Set down exactly the lines in the records below that run from the line with "filename src/config/merged.rs" to the line with "pub struct MergedConfig", inclusive, and nothing more.
**** WORKING DATA
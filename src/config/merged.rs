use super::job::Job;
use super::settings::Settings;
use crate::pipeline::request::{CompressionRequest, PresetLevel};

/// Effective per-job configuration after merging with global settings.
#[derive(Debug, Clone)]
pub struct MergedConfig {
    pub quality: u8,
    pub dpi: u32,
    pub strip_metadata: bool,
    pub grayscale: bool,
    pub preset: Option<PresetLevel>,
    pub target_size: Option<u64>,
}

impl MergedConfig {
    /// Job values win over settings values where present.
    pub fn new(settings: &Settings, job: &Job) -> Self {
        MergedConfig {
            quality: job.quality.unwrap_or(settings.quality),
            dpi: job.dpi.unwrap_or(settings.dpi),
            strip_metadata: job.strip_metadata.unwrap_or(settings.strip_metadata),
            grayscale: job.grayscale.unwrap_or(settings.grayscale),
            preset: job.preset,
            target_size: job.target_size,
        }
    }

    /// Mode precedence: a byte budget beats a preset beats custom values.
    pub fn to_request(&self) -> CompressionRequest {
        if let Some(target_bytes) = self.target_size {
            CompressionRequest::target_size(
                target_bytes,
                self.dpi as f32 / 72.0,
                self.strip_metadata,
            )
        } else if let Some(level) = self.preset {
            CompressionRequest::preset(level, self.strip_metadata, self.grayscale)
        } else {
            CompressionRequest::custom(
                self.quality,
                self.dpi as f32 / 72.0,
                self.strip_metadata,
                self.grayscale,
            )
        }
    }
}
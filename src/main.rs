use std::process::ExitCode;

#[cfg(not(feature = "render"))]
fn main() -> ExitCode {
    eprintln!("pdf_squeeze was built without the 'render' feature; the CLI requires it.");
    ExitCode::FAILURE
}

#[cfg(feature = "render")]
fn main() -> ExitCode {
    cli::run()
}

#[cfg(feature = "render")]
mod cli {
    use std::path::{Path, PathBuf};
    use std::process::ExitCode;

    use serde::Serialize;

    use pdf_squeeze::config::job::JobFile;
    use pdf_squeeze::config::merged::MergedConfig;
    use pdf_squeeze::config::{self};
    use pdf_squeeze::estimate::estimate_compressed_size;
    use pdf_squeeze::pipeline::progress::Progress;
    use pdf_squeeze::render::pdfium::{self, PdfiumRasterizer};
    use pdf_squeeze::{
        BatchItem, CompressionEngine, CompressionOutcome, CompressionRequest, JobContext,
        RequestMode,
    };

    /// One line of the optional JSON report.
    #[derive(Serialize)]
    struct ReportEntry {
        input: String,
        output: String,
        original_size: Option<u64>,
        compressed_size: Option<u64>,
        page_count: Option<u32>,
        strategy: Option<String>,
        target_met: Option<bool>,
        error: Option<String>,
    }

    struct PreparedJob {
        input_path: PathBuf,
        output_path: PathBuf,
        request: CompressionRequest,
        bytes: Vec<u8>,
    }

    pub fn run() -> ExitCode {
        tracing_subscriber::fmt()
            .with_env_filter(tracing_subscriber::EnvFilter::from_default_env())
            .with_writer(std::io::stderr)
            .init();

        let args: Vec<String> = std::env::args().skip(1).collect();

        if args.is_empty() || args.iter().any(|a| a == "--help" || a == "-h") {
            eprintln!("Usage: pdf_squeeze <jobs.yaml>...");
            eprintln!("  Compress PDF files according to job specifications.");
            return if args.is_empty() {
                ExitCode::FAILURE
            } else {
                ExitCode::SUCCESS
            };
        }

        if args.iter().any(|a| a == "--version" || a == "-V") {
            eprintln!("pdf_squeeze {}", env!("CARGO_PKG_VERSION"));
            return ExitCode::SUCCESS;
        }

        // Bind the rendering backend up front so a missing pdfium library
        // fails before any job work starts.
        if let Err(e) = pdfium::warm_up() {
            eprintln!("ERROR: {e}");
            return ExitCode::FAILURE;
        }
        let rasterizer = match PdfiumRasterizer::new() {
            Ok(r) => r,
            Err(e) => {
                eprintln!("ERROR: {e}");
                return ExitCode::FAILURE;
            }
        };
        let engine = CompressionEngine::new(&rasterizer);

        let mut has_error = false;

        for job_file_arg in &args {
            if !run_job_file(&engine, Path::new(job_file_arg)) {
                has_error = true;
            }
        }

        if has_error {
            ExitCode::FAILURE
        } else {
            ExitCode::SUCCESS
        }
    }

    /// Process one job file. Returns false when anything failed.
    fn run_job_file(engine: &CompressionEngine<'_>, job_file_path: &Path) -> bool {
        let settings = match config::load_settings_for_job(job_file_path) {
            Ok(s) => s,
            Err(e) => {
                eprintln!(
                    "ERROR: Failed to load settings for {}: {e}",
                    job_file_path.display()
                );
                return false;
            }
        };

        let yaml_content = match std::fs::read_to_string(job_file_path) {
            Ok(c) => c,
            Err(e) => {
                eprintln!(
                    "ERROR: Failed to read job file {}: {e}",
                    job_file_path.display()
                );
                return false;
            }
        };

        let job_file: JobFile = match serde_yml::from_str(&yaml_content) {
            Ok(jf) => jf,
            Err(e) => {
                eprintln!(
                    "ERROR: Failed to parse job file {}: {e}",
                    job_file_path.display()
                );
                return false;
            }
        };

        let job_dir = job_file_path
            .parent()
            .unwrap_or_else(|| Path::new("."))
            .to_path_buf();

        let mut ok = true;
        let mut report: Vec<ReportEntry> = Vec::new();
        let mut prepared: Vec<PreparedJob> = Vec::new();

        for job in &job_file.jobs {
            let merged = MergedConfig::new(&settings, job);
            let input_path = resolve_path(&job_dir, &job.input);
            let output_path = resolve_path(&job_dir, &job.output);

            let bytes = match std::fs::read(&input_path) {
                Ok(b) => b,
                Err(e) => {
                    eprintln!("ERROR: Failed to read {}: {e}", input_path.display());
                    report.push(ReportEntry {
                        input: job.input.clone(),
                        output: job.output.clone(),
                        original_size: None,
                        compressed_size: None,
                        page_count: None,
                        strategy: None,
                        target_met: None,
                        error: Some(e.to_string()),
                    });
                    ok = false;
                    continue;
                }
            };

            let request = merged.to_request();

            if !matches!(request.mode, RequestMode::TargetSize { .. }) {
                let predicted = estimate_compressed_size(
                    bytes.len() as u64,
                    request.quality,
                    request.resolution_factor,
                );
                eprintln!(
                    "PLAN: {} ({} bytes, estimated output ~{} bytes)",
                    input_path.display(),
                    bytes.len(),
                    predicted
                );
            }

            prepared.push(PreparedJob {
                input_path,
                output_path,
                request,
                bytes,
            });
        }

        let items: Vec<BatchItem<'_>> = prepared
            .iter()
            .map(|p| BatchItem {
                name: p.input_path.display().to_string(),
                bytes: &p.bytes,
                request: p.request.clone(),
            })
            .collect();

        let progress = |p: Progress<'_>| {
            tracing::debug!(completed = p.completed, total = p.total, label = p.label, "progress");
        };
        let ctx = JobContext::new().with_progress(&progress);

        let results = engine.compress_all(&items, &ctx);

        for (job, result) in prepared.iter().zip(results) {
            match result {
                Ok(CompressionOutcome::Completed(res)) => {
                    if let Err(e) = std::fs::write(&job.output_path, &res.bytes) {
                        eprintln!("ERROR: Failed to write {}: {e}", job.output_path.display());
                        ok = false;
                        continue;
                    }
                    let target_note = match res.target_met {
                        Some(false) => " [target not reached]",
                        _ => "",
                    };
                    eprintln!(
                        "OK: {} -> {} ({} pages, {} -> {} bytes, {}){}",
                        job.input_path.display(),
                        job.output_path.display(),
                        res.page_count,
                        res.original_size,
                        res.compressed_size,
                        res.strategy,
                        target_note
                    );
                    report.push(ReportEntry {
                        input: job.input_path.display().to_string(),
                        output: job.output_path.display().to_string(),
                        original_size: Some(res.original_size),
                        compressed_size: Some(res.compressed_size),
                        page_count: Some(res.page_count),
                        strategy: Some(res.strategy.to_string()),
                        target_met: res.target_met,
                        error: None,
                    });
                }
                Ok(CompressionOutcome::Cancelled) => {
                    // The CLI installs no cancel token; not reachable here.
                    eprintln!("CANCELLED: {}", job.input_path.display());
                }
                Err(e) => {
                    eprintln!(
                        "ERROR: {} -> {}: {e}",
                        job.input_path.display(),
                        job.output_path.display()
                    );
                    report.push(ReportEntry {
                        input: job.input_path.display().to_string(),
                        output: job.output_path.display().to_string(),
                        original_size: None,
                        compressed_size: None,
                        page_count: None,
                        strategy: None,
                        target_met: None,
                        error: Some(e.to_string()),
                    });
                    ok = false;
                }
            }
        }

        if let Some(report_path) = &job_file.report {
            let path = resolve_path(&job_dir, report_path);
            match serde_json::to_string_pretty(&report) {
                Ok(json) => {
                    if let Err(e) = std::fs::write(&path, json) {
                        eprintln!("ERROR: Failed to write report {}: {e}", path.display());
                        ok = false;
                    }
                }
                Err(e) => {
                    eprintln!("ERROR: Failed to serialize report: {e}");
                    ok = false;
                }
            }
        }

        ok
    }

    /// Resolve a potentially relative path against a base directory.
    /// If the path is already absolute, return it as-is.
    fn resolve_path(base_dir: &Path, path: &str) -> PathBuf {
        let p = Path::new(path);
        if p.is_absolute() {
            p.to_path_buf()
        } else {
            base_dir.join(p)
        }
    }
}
********
**** WORKING DATA
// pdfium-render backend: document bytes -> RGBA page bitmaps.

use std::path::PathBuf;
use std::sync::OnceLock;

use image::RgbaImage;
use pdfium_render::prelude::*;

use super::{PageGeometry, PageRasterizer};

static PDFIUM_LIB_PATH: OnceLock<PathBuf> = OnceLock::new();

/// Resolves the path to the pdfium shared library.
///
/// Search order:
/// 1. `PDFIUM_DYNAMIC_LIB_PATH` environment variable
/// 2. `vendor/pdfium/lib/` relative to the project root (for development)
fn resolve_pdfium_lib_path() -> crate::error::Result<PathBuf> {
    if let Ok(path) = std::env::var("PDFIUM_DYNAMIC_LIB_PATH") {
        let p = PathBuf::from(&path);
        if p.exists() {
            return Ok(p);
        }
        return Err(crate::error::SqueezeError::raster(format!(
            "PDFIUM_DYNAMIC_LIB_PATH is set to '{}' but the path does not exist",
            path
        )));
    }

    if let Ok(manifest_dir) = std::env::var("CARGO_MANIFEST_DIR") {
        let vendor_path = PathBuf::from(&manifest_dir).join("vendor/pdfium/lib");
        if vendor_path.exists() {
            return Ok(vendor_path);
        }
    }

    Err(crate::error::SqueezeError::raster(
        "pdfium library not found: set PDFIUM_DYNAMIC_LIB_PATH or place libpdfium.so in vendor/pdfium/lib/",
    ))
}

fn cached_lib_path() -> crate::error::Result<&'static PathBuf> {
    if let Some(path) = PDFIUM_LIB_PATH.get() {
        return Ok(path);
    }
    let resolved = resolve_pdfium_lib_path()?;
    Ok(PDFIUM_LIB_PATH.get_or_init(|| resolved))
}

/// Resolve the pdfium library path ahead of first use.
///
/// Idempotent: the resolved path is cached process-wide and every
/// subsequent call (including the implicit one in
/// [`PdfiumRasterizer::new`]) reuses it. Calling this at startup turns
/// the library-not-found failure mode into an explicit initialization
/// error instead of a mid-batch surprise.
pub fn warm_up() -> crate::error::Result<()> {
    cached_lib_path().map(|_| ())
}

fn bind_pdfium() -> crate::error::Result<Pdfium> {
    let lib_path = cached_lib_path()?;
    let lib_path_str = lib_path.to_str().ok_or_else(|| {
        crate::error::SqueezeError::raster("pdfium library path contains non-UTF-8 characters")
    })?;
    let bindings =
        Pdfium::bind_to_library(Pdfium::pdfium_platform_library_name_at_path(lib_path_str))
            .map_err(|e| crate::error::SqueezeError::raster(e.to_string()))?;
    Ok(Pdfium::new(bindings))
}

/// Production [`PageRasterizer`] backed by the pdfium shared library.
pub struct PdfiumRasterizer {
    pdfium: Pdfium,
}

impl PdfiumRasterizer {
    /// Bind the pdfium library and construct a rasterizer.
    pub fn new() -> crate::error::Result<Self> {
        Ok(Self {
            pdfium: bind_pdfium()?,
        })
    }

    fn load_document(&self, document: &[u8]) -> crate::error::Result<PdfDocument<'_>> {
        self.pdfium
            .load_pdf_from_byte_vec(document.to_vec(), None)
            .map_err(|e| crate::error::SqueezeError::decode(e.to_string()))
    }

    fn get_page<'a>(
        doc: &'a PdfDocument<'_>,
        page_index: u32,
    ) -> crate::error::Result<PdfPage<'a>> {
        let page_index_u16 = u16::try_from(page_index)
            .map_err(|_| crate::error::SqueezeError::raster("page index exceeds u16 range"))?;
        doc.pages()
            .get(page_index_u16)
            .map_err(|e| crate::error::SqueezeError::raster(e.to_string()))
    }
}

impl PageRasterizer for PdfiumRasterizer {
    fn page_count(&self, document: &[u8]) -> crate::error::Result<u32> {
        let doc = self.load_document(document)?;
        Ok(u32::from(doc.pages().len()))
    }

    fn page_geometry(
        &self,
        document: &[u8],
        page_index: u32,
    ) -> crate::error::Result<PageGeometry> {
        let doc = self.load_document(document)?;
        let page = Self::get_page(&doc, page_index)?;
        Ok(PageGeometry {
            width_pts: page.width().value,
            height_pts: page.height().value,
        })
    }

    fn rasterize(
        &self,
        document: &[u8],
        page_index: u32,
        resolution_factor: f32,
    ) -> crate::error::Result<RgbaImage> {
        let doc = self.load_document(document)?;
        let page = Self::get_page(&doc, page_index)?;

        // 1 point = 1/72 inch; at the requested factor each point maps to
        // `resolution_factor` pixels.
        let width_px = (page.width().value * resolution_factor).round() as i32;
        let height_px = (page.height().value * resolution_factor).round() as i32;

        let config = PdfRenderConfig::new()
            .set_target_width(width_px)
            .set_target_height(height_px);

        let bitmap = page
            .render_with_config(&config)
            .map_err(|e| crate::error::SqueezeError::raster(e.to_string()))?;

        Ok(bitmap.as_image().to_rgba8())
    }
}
********
> **SOLUTION TO THIS TASK**
filename src/config/merged.rs
use super::job::Job;
use super::settings::Settings;
use crate::pipeline::request::{CompressionRequest, PresetLevel};

/// Effective per-job configuration after merging with global settings.
#[derive(Debug, Clone)]
pub struct MergedConfig {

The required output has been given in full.